2.1 Downloading IPP IPP should be downloaded at http://www.insilicos.com/IPP_download.html

2.2 Installing IPP To install IPP, just double click the IPP executable that you downloaded. Read the license and continue if you agree. The IPP installer will set up the pipeline and the web server that will be used to interact with the pipeline. The installer will also give you the option of installing InsilicosViewer. InsilicosViewer is an agile data viewer for mass spectrometric proteomics experiments. InsilicosViewer can be very useful for publishing MS data and trouble shooting the analytical process. After installation a shortcut to the Insilicos Proteomics Pipeline will be placed on your desktop. The IPP GUI is a web application that calls a set of command line utilities that generate results in XML format for viewing in a web browser. Thus, it's necessary to have a web server installed on the computer that IPP is installed on. If you don't have a web server, the IPP installer will install one for you. You do not need to do any extra setup, but you should be aware that a web server is part of IPP installation.

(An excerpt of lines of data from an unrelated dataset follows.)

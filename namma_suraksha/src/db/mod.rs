//! Database module providing PostgreSQL connection pooling and repositories.
//!
//! The pool is owned by [`Database`], opened once at process start, handed to
//! the repositories and closed explicitly on shutdown.

use sqlx::postgres::{PgPool, PgPoolOptions};
use std::time::Duration;

pub mod config;
#[cfg(any(test, feature = "test-support"))]
pub mod memory;
pub mod repository;
pub mod timeouts;

pub use config::{DatabaseConfig, InvalidSetting};
#[cfg(any(test, feature = "test-support"))]
pub use memory::{MemoryNewsRepository, MemoryReportRepository, MemoryUserRepository};
pub use repository::{
    NewsRepository, PgNewsRepository, PgReportRepository, PgUserRepository, ReportRepository,
    UserRepository, rank_by_distance,
};

/// Database connection pool wrapper
#[derive(Clone)]
pub struct Database {
    pool: PgPool,
}

impl Database {
    /// Create a new database connection pool
    ///
    /// # Arguments
    ///
    /// * `config` - Database configuration
    ///
    /// # Returns
    ///
    /// * `Result<Database, sqlx::Error>` - Database instance or error
    ///
    /// # Examples
    ///
    /// ```no_run
    /// use namma_suraksha::db::{Database, DatabaseConfig};
    ///
    /// #[tokio::main]
    /// async fn main() -> Result<(), Box<dyn std::error::Error>> {
    ///     let config = DatabaseConfig::from_env()?;
    ///     let db = Database::new(&config).await?;
    ///     db.migrate().await?;
    ///     Ok(())
    /// }
    /// ```
    pub async fn new(config: &DatabaseConfig) -> Result<Self, sqlx::Error> {
        let pool = PgPoolOptions::new()
            .max_connections(config.max_connections)
            .min_connections(config.min_connections)
            .acquire_timeout(Duration::from_secs(config.connection_timeout_secs))
            .idle_timeout(Duration::from_secs(config.idle_timeout_secs))
            .max_lifetime(Duration::from_secs(config.max_lifetime_secs))
            .connect(&config.database_url)
            .await?;

        Ok(Self { pool })
    }

    /// Get a reference to the connection pool
    pub fn pool(&self) -> &PgPool {
        &self.pool
    }

    /// Apply the embedded schema migrations
    pub async fn migrate(&self) -> Result<(), sqlx::migrate::MigrateError> {
        sqlx::migrate!("./migrations").run(&self.pool).await
    }

    /// Close the database connection pool
    pub async fn close(self) {
        self.pool.close().await;
    }
}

2.3 IPP license IPP licenses are sold as yearly subscriptions. Academic discounts are available. Quotes are available by writing to getipp@insilicos.com . When you install and run the IPP you will notice language about sending a code to Insilicos at getipp@insilicos.com . IPP will operate without a license, but to get the full benefit of the Insilicos performance enhancements and extra features you will need a license. After you send your code to getipp@insilicos.com you will receive a response that contains a code. At the computer where IPP is installed, choose run from the Windows Start menu, type "xinteract -licensecheck" then paste the code starting with "Key: ..."

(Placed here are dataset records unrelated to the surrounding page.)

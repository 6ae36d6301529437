//! Report error types.

use crate::{db::timeouts::TimeoutError, evidence::StorageError, geo::GeoError};
use std::time::Duration;
use thiserror::Error;

/// Errors raised while validating, storing or reading incident reports
#[derive(Debug, Error)]
pub enum ReportError {
    /// Database error
    #[error("Database error: {0}")]
    Database(#[from] sqlx::Error),

    /// Database call exceeded its deadline
    #[error("Database operation timed out after {0:?}")]
    Timeout(Duration),

    /// A submitted field is missing or out of range
    #[error("{message}")]
    Validation {
        field: &'static str,
        message: String,
    },

    /// Report does not exist
    #[error("Report {0} not found")]
    NotFound(i64),

    /// Evidence image rejected or could not be written
    #[error(transparent)]
    Storage(#[from] StorageError),

    /// More evidence images than a single report may carry
    #[error("At most {max} evidence images are allowed, got {count}")]
    TooManyImages { count: usize, max: usize },
}

impl ReportError {
    /// Shorthand for a field-level validation failure
    pub fn validation(field: &'static str, message: impl Into<String>) -> Self {
        ReportError::Validation {
            field,
            message: message.into(),
        }
    }

    /// The offending field, for validation failures
    pub fn field(&self) -> Option<&'static str> {
        match self {
            ReportError::Validation { field, .. } => Some(field),
            ReportError::TooManyImages { .. } => Some("evidence_images"),
            _ => None,
        }
    }

    /// Get a client-safe error message that doesn't leak sensitive information
    pub fn client_message(&self) -> String {
        match self {
            ReportError::Database(_) | ReportError::Timeout(_) => {
                "Internal server error".to_string()
            }
            ReportError::Storage(e) => e.client_message(),
            _ => self.to_string(),
        }
    }
}

impl From<TimeoutError> for ReportError {
    fn from(err: TimeoutError) -> Self {
        match err {
            TimeoutError::Timeout(d) => ReportError::Timeout(d),
            TimeoutError::Database(e) => ReportError::Database(e),
        }
    }
}

impl From<GeoError> for ReportError {
    fn from(err: GeoError) -> Self {
        ReportError::validation(err.field(), err.to_string())
    }
}

/// Result type for report operations
pub type ReportResult<T> = Result<T, ReportError>;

Alternatively you can copy the key to a file named " license.key" in the IPP installation directory (usually "c:\Inetpub\ipp-bin\license.key"):

2.4 DOS reminders With the introduction of the proteomics pipeline GUI, IPP does not require much use of the command line, but this section is included in the tutorial because the pipeline tools can be run in a DOS environment and high throughput proteomics facilities find that it can save operator time to automate commands in the DOS environment. If you are old enough to remember the dark days of DOS you will not have any problem running IPP from DOS. If not, we have included a few commands to make you feel at home. First of all, the DOS shell can be found in the start menu under run. Click start Click run Type cmd in the box labeled ‘Open:’ Below is are a few commands for the DOS shell that will help you find your way around the DOS environment.

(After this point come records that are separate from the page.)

//! Bearer token verification.
//!
//! Route handlers only see [`IdentityVerifier`]. The deployment picks one
//! backing at startup: [`JwtVerifier`] for tokens this server signs itself,
//! or [`JwksVerifier`](super::jwks::JwksVerifier) for tokens issued by an
//! external identity provider.

use super::{
    errors::{AuthError, AuthResult},
    models::{AccessTokenClaims, Identity},
};
use async_trait::async_trait;
use jsonwebtoken::{Algorithm, DecodingKey, Validation, decode};

/// Resolves a bearer token to the identity behind it
#[async_trait]
pub trait IdentityVerifier: Send + Sync {
    /// Verify a token
    ///
    /// # Errors
    ///
    /// * `AuthError::InvalidToken` - Malformed, expired or wrongly signed token
    async fn authenticate(&self, token: &str) -> AuthResult<Identity>;
}

/// Verifier for HS256 access tokens signed with the server's own secret
#[derive(Clone)]
pub struct JwtVerifier {
    key: DecodingKey,
    validation: Validation,
}

impl JwtVerifier {
    pub fn new(jwt_secret: &str) -> Self {
        let mut validation = Validation::new(Algorithm::HS256);
        validation.leeway = 0;
        Self {
            key: DecodingKey::from_secret(jwt_secret.as_bytes()),
            validation,
        }
    }

    /// Decode and validate the claims of a self-issued token
    pub fn verify(&self, token: &str) -> AuthResult<AccessTokenClaims> {
        let data = decode::<AccessTokenClaims>(token, &self.key, &self.validation)?;
        Ok(data.claims)
    }
}

#[async_trait]
impl IdentityVerifier for JwtVerifier {
    async fn authenticate(&self, token: &str) -> AuthResult<Identity> {
        let claims = self.verify(token).map_err(|e| {
            log::debug!("Rejected access token: {}", e);
            AuthError::InvalidToken
        })?;

        Ok(Identity {
            subject: claims.sub.to_string(),
            user_id: Some(claims.sub),
            email: None,
        })
    }
}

dir lists the files in a directory cd change directory; cd .. moves you backwards to the next higher subdirectory level md makes a directory mv moves a file to a different directory program displays the reference manual page about a program. For components of the pipeline this will often show the syntax necessary to run the program and options associated with the program. To copy text from the DOS shell first highlight the text with the mouse, put the mouse over the DOS shell window bar, right click, select edit, and then select copy. To paste text put the cursor in the desired location, put the mouse over the DOS shell window bar, right click, select edit and then select paste. Wildcards * and ? are wildcard commands in the DOS shell. For example the command dir raft4???.html lists all the .html files in the directory that start with raft4 and have 3 characters after the ‘4’ and before the ‘.’. The * wildcard is more general. It matches zero or any number of characters, except that it will not match a period that is the first character of a name. dir raft4041.* Lists all the files that start with ‘raft4041.’. Wildcards can be used in most DOS shell commands.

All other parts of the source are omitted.